I bisogni dell'anziano

Molte persone quasi non conoscono il proprio medico. Per gli anziani è diverso: il medico è un punto di riferimento. Più o meno a ragione, per malattie effettivamente presenti o per paura di covarne qualcuna, l'anziano si rivolge al medico spesso, ne ha bisogno e, in qualche misura, cerca di costruire un rapporto fiduciario e continuativo.
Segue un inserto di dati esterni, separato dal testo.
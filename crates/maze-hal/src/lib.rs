//! # Maze HAL
//!
//! 线迷宫机器人的硬件抽象层：5 路反射式线传感器 + 差速电机 + 毫秒时钟。
//!
//! 控制层只通过 [`LineRobot`] trait 访问硬件。传感器标定是前置条件，
//! 不在这一层验证。
//!
//! ## 后端
//!
//! - 真实硬件：由固件实现 `LineRobot`
//! - `mock` feature：[`mock::SimRobot`]（运动学仿真）与 [`mock::ScriptedRobot`]（传感器脚本回放）

#[cfg(feature = "mock")]
pub mod mock;

/// 传感器数量
pub const SENSOR_COUNT: usize = 5;

/// 线居中时的位置读数
pub const LINE_CENTER: u16 = 2000;

/// 位置读数上限（线在最右侧传感器下）
pub const MAX_POSITION: u16 = ((SENSOR_COUNT - 1) * 1000) as u16;

/// 电机功率绝对值上限
pub const MAX_MOTOR_POWER: i16 = 255;

/// 参与加权平均的最低强度
const NOISE_FLOOR: u16 = 50;

/// 判定"看到线"的最低强度
const ON_LINE_THRESHOLD: u16 = 200;

/// 一次线传感器读数
#[derive(Debug, Clone, Copy, PartialEq, Eq, Default)]
pub struct LineReading {
    /// 加权线位置，`0..=4000`（0 = 最左传感器下）
    pub position: u16,
    /// 标定后的强度，`0..=1000`，下标 0 为最左
    pub intensities: [u16; SENSOR_COUNT],
}

impl LineReading {
    /// 由强度计算加权线位置
    ///
    /// 强度超过 50 的传感器参与加权平均；没有任何传感器超过 200 时视为丢线，
    /// 根据上一次位置返回最左（0）或最右（4000）。
    pub fn from_intensities(intensities: [u16; SENSOR_COUNT], last_position: u16) -> Self {
        let mut weighted: u32 = 0;
        let mut sum: u32 = 0;
        let mut on_line = false;

        for (i, &value) in intensities.iter().enumerate() {
            if value > ON_LINE_THRESHOLD {
                on_line = true;
            }
            if value > NOISE_FLOOR {
                weighted += value as u32 * (i as u32 * 1000);
                sum += value as u32;
            }
        }

        let position = if !on_line || sum == 0 {
            if last_position < LINE_CENTER { 0 } else { MAX_POSITION }
        } else {
            (weighted / sum) as u16
        };

        Self {
            position,
            intensities,
        }
    }

    /// 是否有任一传感器看到线
    pub fn is_on_line(&self) -> bool {
        self.intensities.iter().any(|&v| v > ON_LINE_THRESHOLD)
    }

    /// 中间三个传感器 `[1, 2, 3]`
    pub fn center(&self) -> [u16; 3] {
        [self.intensities[1], self.intensities[2], self.intensities[3]]
    }

    pub fn left(&self) -> u16 {
        self.intensities[0]
    }

    pub fn right(&self) -> u16 {
        self.intensities[SENSOR_COUNT - 1]
    }
}

/// 线迷宫机器人硬件接口
///
/// 单线程、忙轮询使用；所有方法都不会失败。
pub trait LineRobot {
    /// 读取线传感器（含位置计算）
    fn read_line(&mut self) -> LineReading;

    /// 设置左右电机功率，`-255..=255`
    fn set_motors(&mut self, left: i16, right: i16);

    /// 单调毫秒时钟
    fn get_ms(&self) -> u32;

    /// 阻塞延时（期间电机保持上一次的设定）
    fn delay_ms(&mut self, ms: u32);

    /// 停止两个电机
    fn stop(&mut self) {
        self.set_motors(0, 0);
    }
}

impl<R: LineRobot + ?Sized> LineRobot for &mut R {
    fn read_line(&mut self) -> LineReading {
        (**self).read_line()
    }

    fn set_motors(&mut self, left: i16, right: i16) {
        (**self).set_motors(left, right)
    }

    fn get_ms(&self) -> u32 {
        (**self).get_ms()
    }

    fn delay_ms(&mut self, ms: u32) {
        (**self).delay_ms(ms)
    }
}

/// 把功率限制在电机允许范围内
pub fn clamp_power(power: i32) -> i16 {
    power.clamp(-(MAX_MOTOR_POWER as i32), MAX_MOTOR_POWER as i32) as i16
}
Il camice bianco entra a far parte del nucleo ristretto delle persone di riferimento e questo colloca il medico in una posizione di grande responsabilità. Più di quanto non sia, in proporzione, quello del singolo specialista. L'anziano è una persona con più malattie e, comunque, nei singoli episodi morbosi il medico di famiglia è chiamato a essere almeno testimone, in qualche caso risolutore.
Tra l'altro, è la persona che si trova in una condizione privilegiata per suggerire o prescrivere esami di screening per la diagnosi precoce delle malattie.

Anche il rapporto con l'ospedale, con gli esami specialistici e col farmaco è vissuto dall'anziano insieme al medico di fiducia che, a seconda dei casi, è chiamato a informare, rassicurare, spiegare. Più che il malato giovane, quello anziano ha bisogno non solo di essere curato, ma di qualcuno che si prenda cura di lui.